DATA SECTION |
- Opening Delimiter -

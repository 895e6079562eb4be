// Copyright (c) 2025 Erick Bourgeois, firestoned
// SPDX-License-Identifier: MIT

//! Environment discovery and resource-branch selection.
//!
//! [`discover_facts`] performs every cluster read that influences which
//! optional resources should exist. [`resolve`] turns those facts into a
//! [`ResourcePlan`] without touching the cluster, so the branch logic is
//! deterministic and testable on its own.
//!
//! Any fact that cannot be established falls back to the least capable
//! branch: no Gardener domain means the local domain, unknown cluster size
//! means an evaluation cluster.

use crate::cluster::{kinds, ClusterClient, ResourceId};
use crate::constants::{
    CERTIFICATE_CRD, DEFAULT_LOCAL_DOMAIN, DNS_ENTRY_CRD, INGRESS_GATEWAY_SERVICE,
    ISTIO_NAMESPACE, PRODUCTION_MIN_CPU_CORES, PRODUCTION_MIN_MEMORY_BYTES,
    REQUIRED_ISTIO_CRDS, SHOOT_INFO_CONFIG_MAP, SHOOT_INFO_DOMAIN_KEY, SHOOT_INFO_NAMESPACE,
};
use crate::errors::{ApiError, ReconcileError};
use kube::core::DynamicObject;
use tracing::{debug, warn};

/// Aggregate node capacity.
#[derive(Clone, Copy, Debug, PartialEq)]
pub struct ClusterSize {
    pub cpu_cores: f64,
    pub memory_bytes: f64,
}

impl ClusterSize {
    #[must_use]
    pub fn is_production(&self) -> bool {
        self.cpu_cores >= PRODUCTION_MIN_CPU_CORES && self.memory_bytes >= PRODUCTION_MIN_MEMORY_BYTES
    }
}

/// What one pass learned about the cluster.
#[derive(Clone, Debug, Default, PartialEq)]
pub struct EnvironmentFacts {
    /// Domain published by Gardener in `kube-system/shoot-info`
    pub gardener_domain: Option<String>,
    /// `DNSEntry` CRD installed
    pub dns_provider: bool,
    /// `Certificate` CRD installed
    pub cert_provider: bool,
    /// `None` when capacity could not be determined
    pub cluster_size: Option<ClusterSize>,
    /// Load balancer IP or hostname of the Istio ingress gateway
    pub ingress_address: Option<String>,
    /// Required CRDs that are not installed, in check order
    pub missing_dependencies: Vec<String>,
}

/// Where the gateway's TLS certificate comes from.
#[derive(Clone, Debug, PartialEq, Eq)]
pub enum CertificateSource {
    /// Gardener issues the certificate and publishes the DNS record.
    Managed { ingress_address: Option<String> },
    /// The operator stores a self-signed wildcard certificate in a Secret.
    SelfSigned,
}

/// Resource sizing of the auxiliary proxy.
#[derive(Clone, Copy, Debug, PartialEq, Eq)]
pub enum ProxyProfile {
    /// Evaluation cluster: one small replica, no autoscaler
    Light,
    /// Production cluster: two replicas and an autoscaler
    Production,
}

impl ProxyProfile {
    #[must_use]
    pub fn replicas(self) -> u32 {
        match self {
            ProxyProfile::Light => 1,
            ProxyProfile::Production => 2,
        }
    }

    /// `(cpu request, memory request, cpu limit, memory limit)`
    #[must_use]
    pub fn resources(self) -> (&'static str, &'static str, &'static str, &'static str) {
        match self {
            ProxyProfile::Light => ("10m", "64Mi", "100m", "128Mi"),
            ProxyProfile::Production => ("100m", "128Mi", "1", "512Mi"),
        }
    }

    /// `(min replicas, max replicas)` of the autoscaler.
    #[must_use]
    pub fn autoscaling(self) -> (u32, u32) {
        (self.replicas(), 10)
    }
}

/// Which optional resource branches this pass wants.
#[derive(Clone, Debug, PartialEq, Eq)]
pub struct ResourcePlan {
    pub domain: String,
    pub certificate: CertificateSource,
    pub proxy_profile: ProxyProfile,
    pub proxy_autoscaler: bool,
}

/// Choose the resource branches for `facts`. Pure and total.
#[must_use]
pub fn resolve(facts: &EnvironmentFacts) -> ResourcePlan {
    let domain = facts
        .gardener_domain
        .clone()
        .filter(|d| !d.is_empty())
        .unwrap_or_else(|| DEFAULT_LOCAL_DOMAIN.to_string());

    let managed = facts.dns_provider && facts.cert_provider && domain != DEFAULT_LOCAL_DOMAIN;
    let certificate = if managed {
        CertificateSource::Managed {
            ingress_address: facts.ingress_address.clone(),
        }
    } else {
        CertificateSource::SelfSigned
    };

    let production = facts.cluster_size.is_some_and(|s| s.is_production());
    let proxy_profile = if production {
        ProxyProfile::Production
    } else {
        ProxyProfile::Light
    };

    ResourcePlan {
        domain,
        certificate,
        proxy_profile,
        proxy_autoscaler: production,
    }
}

/// Parse a Kubernetes quantity (`500m`, `4`, `16Gi`, `1G`, `1.5`) into a number
/// of base units. Returns `None` for anything unrecognized.
#[must_use]
pub fn parse_quantity(quantity: &str) -> Option<f64> {
    const SUFFIXES: [(&str, f64); 12] = [
        ("Ki", 1024.0),
        ("Mi", 1_048_576.0),
        ("Gi", 1_073_741_824.0),
        ("Ti", 1_099_511_627_776.0),
        ("Pi", 1_125_899_906_842_624.0),
        ("m", 0.001),
        ("k", 1e3),
        ("K", 1e3),
        ("M", 1e6),
        ("G", 1e9),
        ("T", 1e12),
        ("P", 1e15),
    ];

    let quantity = quantity.trim();
    let (number, factor) = SUFFIXES
        .iter()
        .find_map(|(suffix, factor)| quantity.strip_suffix(suffix).map(|n| (n, *factor)))
        .unwrap_or((quantity, 1.0));

    let value: f64 = number.parse().ok()?;
    (value.is_finite() && value >= 0.0).then_some(value * factor)
}

/// Sum node capacity. `None` if there are no nodes or any quantity is unreadable.
#[must_use]
pub fn cluster_size(nodes: &[DynamicObject]) -> Option<ClusterSize> {
    if nodes.is_empty() {
        return None;
    }
    let mut size = ClusterSize {
        cpu_cores: 0.0,
        memory_bytes: 0.0,
    };
    for node in nodes {
        let capacity = &node.data["status"]["capacity"];
        size.cpu_cores += parse_quantity(capacity["cpu"].as_str()?)?;
        size.memory_bytes += parse_quantity(capacity["memory"].as_str()?)?;
    }
    Some(size)
}

fn ingress_address(service: &DynamicObject) -> Option<String> {
    let ingress = &service.data["status"]["loadBalancer"]["ingress"][0];
    ingress["ip"]
        .as_str()
        .or_else(|| ingress["hostname"].as_str())
        .filter(|a| !a.is_empty())
        .map(str::to_string)
}

async fn crd_installed(client: &dyn ClusterClient, name: &str) -> Result<bool, ReconcileError> {
    let id = ResourceId::cluster(kinds::custom_resource_definition(), name);
    match client.get(&id).await {
        Ok(_) => Ok(true),
        Err(e) if e.is_not_found() => Ok(false),
        Err(e) => Err(e.into()),
    }
}

/// Read every fact [`resolve`] needs.
///
/// Absent objects are treated as unknown facts. Node listing failures only
/// make the cluster size unknown.
///
/// # Errors
///
/// Returns the first failing read other than absence (e.g. cancellation).
pub async fn discover_facts(client: &dyn ClusterClient) -> Result<EnvironmentFacts, ReconcileError> {
    let mut facts = EnvironmentFacts::default();

    let shoot_info = ResourceId::namespaced(kinds::config_map(), SHOOT_INFO_NAMESPACE, SHOOT_INFO_CONFIG_MAP);
    match client.get(&shoot_info).await {
        Ok(cm) => {
            facts.gardener_domain = cm.data["data"][SHOOT_INFO_DOMAIN_KEY]
                .as_str()
                .filter(|d| !d.is_empty())
                .map(str::to_string);
        }
        Err(e) if e.is_not_found() => debug!("No Gardener shoot-info, assuming a local cluster"),
        Err(e) => return Err(e.into()),
    }

    facts.dns_provider = crd_installed(client, DNS_ENTRY_CRD).await?;
    facts.cert_provider = crd_installed(client, CERTIFICATE_CRD).await?;

    let mut required: Vec<&str> = REQUIRED_ISTIO_CRDS.to_vec();
    if facts.gardener_domain.is_some() {
        required.extend([DNS_ENTRY_CRD, CERTIFICATE_CRD]);
    }
    for crd in required {
        let installed = match crd {
            DNS_ENTRY_CRD => facts.dns_provider,
            CERTIFICATE_CRD => facts.cert_provider,
            _ => crd_installed(client, crd).await?,
        };
        if !installed {
            facts.missing_dependencies.push(crd.to_string());
        }
    }

    facts.cluster_size = match client.list(&kinds::node(), None).await {
        Ok(nodes) => cluster_size(&nodes),
        Err(e @ ApiError::Cancelled { .. }) => return Err(e.into()),
        Err(e) => {
            warn!(error = %e, "Could not list nodes, assuming an evaluation cluster");
            None
        }
    };

    let ingress = ResourceId::namespaced(kinds::service(), ISTIO_NAMESPACE, INGRESS_GATEWAY_SERVICE);
    match client.get(&ingress).await {
        Ok(service) => facts.ingress_address = ingress_address(&service),
        Err(e) if e.is_not_found() => debug!("Istio ingress gateway service not found"),
        Err(e) => return Err(e.into()),
    }

    debug!(?facts, "Discovered environment");
    Ok(facts)
}

#[cfg(test)]
#[path = "topology_tests.rs"]
mod topology_tests;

- Closing Delimiter -

WHAT NEEDS TO BE DONE |
In the listing above, find the line holding "Erick Bourgeois, firestoned" and the line holding "pub fn is_production(&self)", then output those two lines and every line between them exactly.

RESPONSE TO THIS EXERCISE |
// Copyright (c) 2025 Erick Bourgeois, firestoned
// SPDX-License-Identifier: MIT

//! Environment discovery and resource-branch selection.
//!
//! [`discover_facts`] performs every cluster read that influences which
//! optional resources should exist. [`resolve`] turns those facts into a
//! [`ResourcePlan`] without touching the cluster, so the branch logic is
//! deterministic and testable on its own.
//!
//! Any fact that cannot be established falls back to the least capable
//! branch: no Gardener domain means the local domain, unknown cluster size
//! means an evaluation cluster.

use crate::cluster::{kinds, ClusterClient, ResourceId};
use crate::constants::{
    CERTIFICATE_CRD, DEFAULT_LOCAL_DOMAIN, DNS_ENTRY_CRD, INGRESS_GATEWAY_SERVICE,
    ISTIO_NAMESPACE, PRODUCTION_MIN_CPU_CORES, PRODUCTION_MIN_MEMORY_BYTES,
    REQUIRED_ISTIO_CRDS, SHOOT_INFO_CONFIG_MAP, SHOOT_INFO_DOMAIN_KEY, SHOOT_INFO_NAMESPACE,
};
use crate::errors::{ApiError, ReconcileError};
use kube::core::DynamicObject;
use tracing::{debug, warn};

/// Aggregate node capacity.
#[derive(Clone, Copy, Debug, PartialEq)]
pub struct ClusterSize {
    pub cpu_cores: f64,
    pub memory_bytes: f64,
}

impl ClusterSize {
    #[must_use]
    pub fn is_production(&self) -> bool {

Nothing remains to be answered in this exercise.